I’ve been talking about how I’m working on convincing my inner voices that playing video games can have its own merits beyond wasting time. And while that’s true, some games really are just wastes of time. One of those is Clicker Heroes.

And I can’t stop playing.

The concept is simple. You click on the monster to do damage. Monsters give you money. Money lets you buy heroes. Heroes boost your click damage, as well as doing a certain amount of passive damage per second (DPS). The more damage you do, the tougher monsters you can defeat, which gets you more money, which lets you buy more heroes, which lets you do more damage… Ad infinitum.

Don’t get me wrong, it’s not the sort of game you sit down at for a good six-hour session on the weekend. But it is the type of game that you can have open in the background, while surfing the Internet or doing other things. Eventually it gets to a point where it basically plays itself: you get enough DPS that monsters basically disappear as soon as they spawn, and all you have to do is check in occasionally to spend the gold you’ve accumulated and restart the forward progression.

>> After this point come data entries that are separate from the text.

//! Directory Lock
//!
//! Advisory file lock claiming a directory for one owner.
//!
//! The lock is held on an open handle to `binstore.lck` inside the
//! directory. A second `DirectoryLock` on the same directory fails to
//! acquire it, whether it lives in another process or in this one.

use std::fs::{self, File, OpenOptions};
use std::io::{self, Write};
use std::path::PathBuf;

use fs2::FileExt;

use crate::error::{BinStoreError, Result};

/// Name of the lock file placed in a locked directory
pub const LOCK_FILE_NAME: &str = "binstore.lck";

/// A non-blocking, all-or-nothing claim on a directory
///
/// Created unlocked. Dropping a locked instance unlocks it and deletes the
/// lock file; the OS releases the advisory lock regardless, so only the
/// file cleanup depends on this.
#[derive(Debug)]
pub struct DirectoryLock {
    /// Directory to lock
    dir: PathBuf,

    /// Note written into the lock file once acquired
    text: String,

    /// Open lock file while the lock is held
    file: Option<File>,
}

impl DirectoryLock {
    pub fn new(dir: impl Into<PathBuf>, text: impl Into<String>) -> Self {
        Self {
            dir: dir.into(),
            text: text.into(),
            file: None,
        }
    }

    /// Try to lock the directory
    ///
    /// Returns `Ok(false)` if someone else holds the lock.
    pub fn try_lock(&mut self) -> Result<bool> {
        if self.file.is_some() {
            return Ok(true);
        }

        let path = self.lock_path();
        let lock_error = |source: io::Error| BinStoreError::Lock {
            path: path.clone(),
            source,
        };

        // no truncation before the lock is ours, the note may belong to
        // the current owner
        let mut file = OpenOptions::new()
            .create(true)
            .write(true)
            .truncate(false)
            .open(&path)
            .map_err(lock_error)?;

        if let Err(e) = file.try_lock_exclusive() {
            if is_contended(&e) {
                return Ok(false);
            }
            return Err(lock_error(e));
        }

        file.set_len(0).map_err(lock_error)?;
        writeln!(file, "{}", self.text).map_err(lock_error)?;
        file.flush().map_err(lock_error)?;

        self.file = Some(file);
        Ok(true)
    }

    /// Release the lock and delete the lock file
    ///
    /// Returns `Ok(false)` if this instance did not hold the lock.
    pub fn try_unlock(&mut self) -> Result<bool> {
        let Some(file) = self.file.take() else {
            return Ok(false);
        };

        let path = self.lock_path();
        let unlocked = FileExt::unlock(&file);
        drop(file);

        if let Err(e) = fs::remove_file(&path) {
            tracing::debug!("Unable to delete lock file {}: {}", path.display(), e);
        }

        unlocked.map_err(|source| BinStoreError::Lock { path, source })?;
        Ok(true)
    }

    pub fn is_locked(&self) -> bool {
        self.file.is_some()
    }

    pub fn lock_path(&self) -> PathBuf {
        self.dir.join(LOCK_FILE_NAME)
    }
}

impl Drop for DirectoryLock {
    fn drop(&mut self) {
        if let Err(e) = self.try_unlock() {
            tracing::warn!("Error releasing lock on {}: {}", self.dir.display(), e);
        }
    }
}

fn is_contended(error: &io::Error) -> bool {
    error.kind() == io::ErrorKind::WouldBlock
        || error.raw_os_error() == fs2::lock_contended_error().raw_os_error()
}
//! # binstore
//!
//! Binary key/value stores on shared LMDB environments, with:
//! - Temporary stores that clean up after themselves, on disk too
//! - Persistent named stores that survive restarts
//! - One environment per distinct configuration, shared between stores
//! - Advisory directory locks so one owner uses an environment at a time
//!
//! ## Architecture Overview
//!
//! ```text
//! ┌─────────────────────────────────────────────────────────────┐
//! │                    BinaryStoreManager                        │
//! │              create_store / destroy_store                    │
//! └─────────────────────┬───────────────────────────────────────┘
//!                       │
//! ┌─────────────────────▼───────────────────────────────────────┐
//! │                 DatabaseFactoryManager                       │
//! │          (EnvironmentConfig ──► DatabaseFactory)             │
//! └─────────────────────┬───────────────────────────────────────┘
//!                       │
//!          ┌────────────┴────────────┐
//!          │                         │
//!          ▼                         ▼
//!   ┌─────────────┐          ┌──────────────────┐
//!   │ BinaryStore │─────────►│ DatabaseFactory  │
//!   │  (RwLock)   │          └────────┬─────────┘
//!   └──────┬──────┘                   │
//!          ▼                          ▼
//!   ┌───────────────┐        ┌───────────────────┐
//!   │DatabaseHolder │───────►│ EnvironmentHolder │──► DirectoryLock
//!   └───────────────┘        └─────────┬─────────┘
//!                                      ▼
//!                              ┌──────────────┐
//!                              │ LMDB engine  │
//!                              └──────────────┘
//! ```
//!
//! ## Example
//!
//! ```no_run
//! use std::sync::Arc;
//! use binstore::{BinaryStoreManager, DatabaseFactoryManager, StoreManagerConfig};
//!
//! # fn main() -> binstore::Result<()> {
//! let manager = BinaryStoreManager::new(Arc::new(DatabaseFactoryManager::new()));
//! let config = StoreManagerConfig::builder().param("lmdb.map_size", "67108864").build();
//!
//! let store = manager.create_store(None, &config)?;
//! store.store(b"x", b"1")?;
//! assert_eq!(store.load(b"x")?, Some(b"1".to_vec()));
//! manager.destroy_store(store);
//! # Ok(())
//! # }
//! ```

// =============================================================================
// Module Declarations
// =============================================================================

pub mod error;
pub mod config;

pub mod engine;
pub mod env;
pub mod factory;
pub mod store;

// =============================================================================
// Public API Re-exports
// =============================================================================

pub use error::{BinStoreError, ErrorKind, Result};
pub use config::{AccessPolicy, EnvironmentConfig, StoreManagerConfig};
pub use engine::MAX_KEY_SIZE;
pub use factory::DatabaseFactoryManager;
pub use store::{BinaryStore, BinaryStoreManager, Keys};

// =============================================================================
// Version Info
// =============================================================================

/// Current version of binstore
pub const VERSION: &str = env!("CARGO_PKG_VERSION");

And something about it never ceases to draw me back in. I’ll find myself staying up a few minutes later, just to see what level my current build will top out at. I had to stop checking it at work, because it became too distracting. It’s a free flash game, and I’ve somehow been playing it for three months.

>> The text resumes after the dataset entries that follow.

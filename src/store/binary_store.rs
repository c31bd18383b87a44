//! Binary Store
//!
//! Per-store facade over one database holder.
//!
//! ## Locking
//! Every call takes the store lock for the length of its engine call. The
//! `AccessPolicy` decides whether data calls take it exclusively
//! (`Serialized`) or shared (`Shared`); `erase_all` and `close` are always
//! exclusive.

use std::sync::Arc;

use parking_lot::RwLock;

use crate::config::AccessPolicy;
use crate::engine::{KeyCursor, OperationStatus};
use crate::error::{BinStoreError, Result};
use crate::factory::DatabaseFactory;

use super::{DatabaseHolder, Keys};

/// A key/value store of raw bytes
///
/// Created by a [`BinaryStoreManager`](super::BinaryStoreManager). Named
/// stores are persistent, unnamed ones are temporary and vanish with their
/// holder. Safe to share between threads.
#[derive(Debug)]
pub struct BinaryStore {
    shared: Arc<StoreShared>,
}

/// State shared between a store and its key iterators
#[derive(Debug)]
pub(crate) struct StoreShared {
    name: Option<String>,
    policy: AccessPolicy,
    state: RwLock<StoreState>,
}

#[derive(Debug)]
pub(crate) struct StoreState {
    attachment: Option<Attachment>,
}

/// What an open store holds on to
///
/// The holder is declared first so it closes before the factory can.
#[derive(Debug)]
pub(crate) struct Attachment {
    holder: Arc<DatabaseHolder>,
    factory: Arc<DatabaseFactory>,
}

impl BinaryStore {
    pub(crate) fn new(
        name: Option<&str>,
        policy: AccessPolicy,
        holder: DatabaseHolder,
        factory: Arc<DatabaseFactory>,
    ) -> Self {
        let attachment = Attachment {
            holder: Arc::new(holder),
            factory,
        };

        Self {
            shared: Arc::new(StoreShared {
                name: name.map(str::to_string),
                policy,
                state: RwLock::new(StoreState {
                    attachment: Some(attachment),
                }),
            }),
        }
    }

    // =========================================================================
    // Data Operations
    // =========================================================================

    /// Get the value stored under `key`
    pub fn load(&self, key: &[u8]) -> Result<Option<Vec<u8>>> {
        self.shared.with_attachment(|attachment| {
            let holder = &attachment.holder;
            match holder.environment()?.get(holder.database(), key)? {
                (OperationStatus::Success, value) => Ok(value),
                (OperationStatus::NotFound, _) => Ok(None),
                (status, _) => Err(BinStoreError::UnexpectedStatus {
                    operation: "load",
                    status,
                }),
            }
        })
    }

    /// Store `value` under `key`, replacing any previous value
    pub fn store(&self, key: &[u8], value: &[u8]) -> Result<()> {
        self.shared.with_attachment(|attachment| {
            let holder = &attachment.holder;
            match holder.environment()?.put(holder.database(), key, value)? {
                OperationStatus::Success => Ok(()),
                status => Err(BinStoreError::UnexpectedStatus {
                    operation: "store",
                    status,
                }),
            }
        })
    }

    /// Remove `key`; removing an absent key is not an error
    pub fn erase(&self, key: &[u8]) -> Result<()> {
        self.shared.with_attachment(|attachment| {
            let holder = &attachment.holder;
            match holder.environment()?.delete(holder.database(), key)? {
                OperationStatus::Success | OperationStatus::NotFound => Ok(()),
                status => Err(BinStoreError::UnexpectedStatus {
                    operation: "erase",
                    status,
                }),
            }
        })
    }

    /// Remove every entry
    ///
    /// A temporary store switches to a brand-new database and drops the old
    /// one. A persistent store keeps its database and deletes the entries
    /// one by one.
    pub fn erase_all(&self) -> Result<()> {
        let mut state = self.shared.state.write();
        let attachment = state.attached_mut()?;

        if attachment.holder.is_temporary() {
            let fresh = Arc::new(DatabaseHolder::new(&attachment.factory, None)?);
            let stale = std::mem::replace(&mut attachment.holder, fresh);
            drop(state);

            tracing::debug!("Replaced temporary database \"{}\"", stale.name());
            drop(stale);
            return Ok(());
        }

        let holder = &attachment.holder;
        let removed = holder.environment()?.delete_all(holder.database())?;
        tracing::debug!("Erased {} entries from \"{}\"", removed, holder.name());
        Ok(())
    }

    /// Iterate over all keys
    ///
    /// The sequence is forward-only and reads no values. It ends early,
    /// without an error, if the store is closed or a temporary store is
    /// erased while iterating.
    pub fn keys(&self) -> Result<Keys> {
        let (holder_id, cursor, first) = self.shared.with_attachment(|attachment| {
            let holder = &attachment.holder;
            let env = holder.environment()?;
            let mut cursor = KeyCursor::new();
            let first = cursor.advance(&env, holder.database())?;
            Ok((holder.id(), cursor, first))
        })?;

        Ok(Keys::new(Arc::clone(&self.shared), holder_id, cursor, first))
    }

    /// Release this store's database
    ///
    /// Every later call fails with a use-after-close error. Closing twice is
    /// a no-op.
    pub fn close(&self) {
        let attachment = self.shared.state.write().attachment.take();
        // closes outside the store lock
        drop(attachment);
    }

    // =========================================================================
    // Accessors
    // =========================================================================

    /// Name the store was created with, `None` for temporary stores
    pub fn name(&self) -> Option<&str> {
        self.shared.name.as_deref()
    }

    pub fn is_temporary(&self) -> bool {
        self.shared.name.is_none()
    }

    pub fn is_closed(&self) -> bool {
        self.shared.state.read().attachment.is_none()
    }

    pub fn access_policy(&self) -> AccessPolicy {
        self.shared.policy
    }

    /// Name of the database currently backing the store
    pub fn database_name(&self) -> Option<String> {
        self.shared
            .state
            .read()
            .attachment
            .as_ref()
            .map(|attachment| attachment.holder.name().to_string())
    }
}

impl StoreShared {
    /// Run `f` under the store lock, taken as the policy dictates
    pub(crate) fn with_state<R>(&self, f: impl FnOnce(&StoreState) -> R) -> R {
        match self.policy {
            AccessPolicy::Serialized => f(&self.state.write()),
            AccessPolicy::Shared => f(&self.state.read()),
        }
    }

    fn with_attachment<R>(&self, f: impl FnOnce(&Attachment) -> Result<R>) -> Result<R> {
        self.with_state(|state| f(state.attached()?))
    }
}

impl StoreState {
    /// Holder currently backing the store, if still open
    pub(crate) fn holder(&self) -> Option<&Arc<DatabaseHolder>> {
        self.attachment.as_ref().map(|attachment| &attachment.holder)
    }

    fn attached(&self) -> Result<&Attachment> {
        self.attachment
            .as_ref()
            .ok_or_else(|| BinStoreError::closed("store is closed"))
    }

    fn attached_mut(&mut self) -> Result<&mut Attachment> {
        self.attachment
            .as_mut()
            .ok_or_else(|| BinStoreError::closed("store is closed"))
    }
}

The developers have added variations on your basic idle game format. Once you stop making considerable progress, you can do a “soft reset,” where everything resets back to square one (first level, no heroes, etc.), but with each reset you receive a certain number of “hero souls,” a sort of premium currency which you can either use to purchase special heroes (which don’t reset, and can give you bonuses like gold multipliers, extending the boss timer, etc.) or which add a certain amount of DPS when left unspent.

So the whole point of this game is to get the numbers to go higher for their own sake. It’s pretty much a distillation of every abhorrent, shallow, Skinner box game mechanic out there. If I truly valued your company, I’d tell you not to play it. But since I’m a bad person, I’ll just mention that hey, it’s a free game that can pass the time, and can even play itself to a certain extent.